◆ Data to process:
··········

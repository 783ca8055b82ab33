//! Recursive-descent parser.
//!
//! Precedence, loosest first: `|`, `&`, comparisons, `+ -`, `* / %`,
//! prefix `- ! ~`, `**` (right associative), atoms.

use super::ast::{BinaryOp, Expr, Function, UnaryOp};
use super::lexer::{tokenize, Spanned, Token};
use super::ExpressionError;

pub fn parse(input: &str) -> Result<Expr, ExpressionError> {
    let tokens = tokenize(input)?;
    if tokens.is_empty() {
        return Err(ExpressionError::Empty);
    }
    let mut parser = Parser { tokens, pos: 0 };
    let expr = parser.or()?;
    match parser.tokens.get(parser.pos) {
        None => Ok(expr),
        Some((token, position)) => Err(ExpressionError::UnexpectedToken {
            found: token.text(),
            expected: "end of expression",
            position: *position,
        }),
    }
}

struct Parser {
    tokens: Vec<Spanned>,
    pos: usize,
}

impl Parser {
    fn peek(&self) -> Option<&Token> {
        self.tokens.get(self.pos).map(|(t, _)| t)
    }

    fn advance(&mut self) -> Option<Spanned> {
        let token = self.tokens.get(self.pos).cloned();
        if token.is_some() {
            self.pos += 1;
        }
        token
    }

    fn expect(&mut self, wanted: Token, expected: &'static str) -> Result<(), ExpressionError> {
        match self.advance() {
            Some((token, _)) if token == wanted => Ok(()),
            Some((token, position)) => Err(ExpressionError::UnexpectedToken {
                found: token.text(),
                expected,
                position,
            }),
            None => Err(ExpressionError::UnexpectedEnd { expected }),
        }
    }

    fn binary(op: BinaryOp, left: Expr, right: Expr) -> Expr {
        Expr::Binary {
            op,
            left: Box::new(left),
            right: Box::new(right),
        }
    }

    fn or(&mut self) -> Result<Expr, ExpressionError> {
        let mut left = self.and()?;
        while self.peek() == Some(&Token::Pipe) {
            self.pos += 1;
            let right = self.and()?;
            left = Self::binary(BinaryOp::Or, left, right);
        }
        Ok(left)
    }

    fn and(&mut self) -> Result<Expr, ExpressionError> {
        let mut left = self.comparison()?;
        while self.peek() == Some(&Token::Amp) {
            self.pos += 1;
            let right = self.comparison()?;
            left = Self::binary(BinaryOp::And, left, right);
        }
        Ok(left)
    }

    fn comparison(&mut self) -> Result<Expr, ExpressionError> {
        let mut left = self.additive()?;
        loop {
            let op = match self.peek() {
                Some(Token::EqEq) => BinaryOp::Eq,
                Some(Token::NotEq) => BinaryOp::Ne,
                Some(Token::Lt) => BinaryOp::Lt,
                Some(Token::Le) => BinaryOp::Le,
                Some(Token::Gt) => BinaryOp::Gt,
                Some(Token::Ge) => BinaryOp::Ge,
                _ => return Ok(left),
            };
            self.pos += 1;
            let right = self.additive()?;
            left = Self::binary(op, left, right);
        }
    }

    fn additive(&mut self) -> Result<Expr, ExpressionError> {
        let mut left = self.multiplicative()?;
        loop {
            let op = match self.peek() {
                Some(Token::Plus) => BinaryOp::Add,
                Some(Token::Minus) => BinaryOp::Sub,
                _ => return Ok(left),
            };
            self.pos += 1;
            let right = self.multiplicative()?;
            left = Self::binary(op, left, right);
        }
    }

    fn multiplicative(&mut self) -> Result<Expr, ExpressionError> {
        let mut left = self.unary()?;
        loop {
            let op = match self.peek() {
                Some(Token::Star) => BinaryOp::Mul,
                Some(Token::Slash) => BinaryOp::Div,
                Some(Token::Percent) => BinaryOp::Rem,
                _ => return Ok(left),
            };
            self.pos += 1;
            let right = self.unary()?;
            left = Self::binary(op, left, right);
        }
    }

    fn unary(&mut self) -> Result<Expr, ExpressionError> {
        let op = match self.peek() {
            Some(Token::Minus) => Some(UnaryOp::Neg),
            Some(Token::Bang) => Some(UnaryOp::Not),
            Some(Token::Plus) => None,
            _ => return self.power(),
        };
        self.pos += 1;
        let operand = self.unary()?;
        Ok(match op {
            Some(op) => Expr::Unary {
                op,
                operand: Box::new(operand),
            },
            None => operand,
        })
    }

    fn power(&mut self) -> Result<Expr, ExpressionError> {
        let base = self.primary()?;
        if self.peek() == Some(&Token::StarStar) {
            self.pos += 1;
            // Right associative, and the exponent may carry a sign.
            let exponent = self.unary()?;
            return Ok(Self::binary(BinaryOp::Pow, base, exponent));
        }
        Ok(base)
    }

    fn primary(&mut self) -> Result<Expr, ExpressionError> {
        let expected = "a number, variable, function call or '('";
        let Some((token, position)) = self.advance() else {
            return Err(ExpressionError::UnexpectedEnd { expected });
        };
        match token {
            Token::Number(value) => Ok(Expr::Literal(value)),
            Token::LParen => {
                let inner = self.or()?;
                self.expect(Token::RParen, "')'")?;
                Ok(inner)
            }
            Token::Ident(name) if self.peek() == Some(&Token::LParen) => {
                self.pos += 1;
                let function = Function::from_name(&name)
                    .ok_or_else(|| ExpressionError::UnknownFunction { name: name.clone() })?;
                let mut args = vec![self.or()?];
                while self.peek() == Some(&Token::Comma) {
                    self.pos += 1;
                    args.push(self.or()?);
                }
                self.expect(Token::RParen, "')'")?;
                if args.len() != 1 {
                    return Err(ExpressionError::WrongArity {
                        name,
                        found: args.len(),
                    });
                }
                Ok(Expr::Call {
                    function,
                    argument: Box::new(args.remove(0)),
                })
            }
            Token::Ident(name) => Ok(Expr::Variable(name)),
            other => Err(ExpressionError::UnexpectedToken {
                found: other.text(),
                expected,
                position,
            }),
        }
    }
}
//! Reusable pixel buffers.
//!
//! Tiles are fixed-size, so nearly every buffer a build allocates has one of a
//! handful of lengths. Buffers released back to the pool are handed out again
//! for the next tile of the same length instead of going back to the allocator.

use std::collections::HashMap;
use std::sync::atomic::{AtomicU64, Ordering};

use parking_lot::Mutex;

/// Default number of idle buffers kept per length.
pub const DEFAULT_MAX_IDLE_PER_SIZE: usize = 64;

/// Counters describing pool effectiveness.
#[derive(Debug, Clone, Copy, Default, PartialEq, Eq)]
pub struct PoolStats {
    /// Buffers served from the pool.
    pub reused: u64,
    /// Buffers that had to be freshly allocated.
    pub allocated: u64,
    /// Idle buffers currently held.
    pub idle: usize,
}

/// Pool of `Vec<f64>` buffers keyed by length.
#[derive(Debug)]
pub struct BufferPool {
    idle: Mutex<HashMap<usize, Vec<Vec<f64>>>>,
    max_idle_per_size: usize,
    reused: AtomicU64,
    allocated: AtomicU64,
}

impl BufferPool {
    /// Create a pool that keeps at most `max_idle_per_size` idle buffers per length.
    ///
    /// A limit of zero disables retention entirely.
    pub fn new(max_idle_per_size: usize) -> Self {
        Self {
            idle: Mutex::new(HashMap::new()),
            max_idle_per_size,
            reused: AtomicU64::new(0),
            allocated: AtomicU64::new(0),
        }
    }

    /// Take an empty buffer with capacity for at least `len` values.
    pub fn acquire(&self, len: usize) -> Vec<f64> {
        let pooled = self.idle.lock().get_mut(&len).and_then(|buffers| buffers.pop());
        match pooled {
            Some(mut buffer) => {
                self.reused.fetch_add(1, Ordering::Relaxed);
                buffer.clear();
                buffer
            }
            None => {
                self.allocated.fetch_add(1, Ordering::Relaxed);
                Vec::with_capacity(len)
            }
        }
    }

    /// Return a buffer for reuse. Buffers beyond the idle limit are dropped.
    pub fn release(&self, buffer: Vec<f64>) {
        let len = buffer.capacity();
        if len == 0 || self.max_idle_per_size == 0 {
            return;
        }
        let mut idle = self.idle.lock();
        let buffers = idle.entry(len).or_default();
        if buffers.len() < self.max_idle_per_size {
            buffers.push(buffer);
        }
    }

    pub fn stats(&self) -> PoolStats {
        PoolStats {
            reused: self.reused.load(Ordering::Relaxed),
            allocated: self.allocated.load(Ordering::Relaxed),
            idle: self.idle.lock().values().map(Vec::len).sum(),
        }
    }
}

impl Default for BufferPool {
    fn default() -> Self {
        Self::new(DEFAULT_MAX_IDLE_PER_SIZE)
    }
}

··········

◆ Exercise:
State the number of lines in the listing above that include "PoolStats", and add nothing else.

◆ Exercise output:
3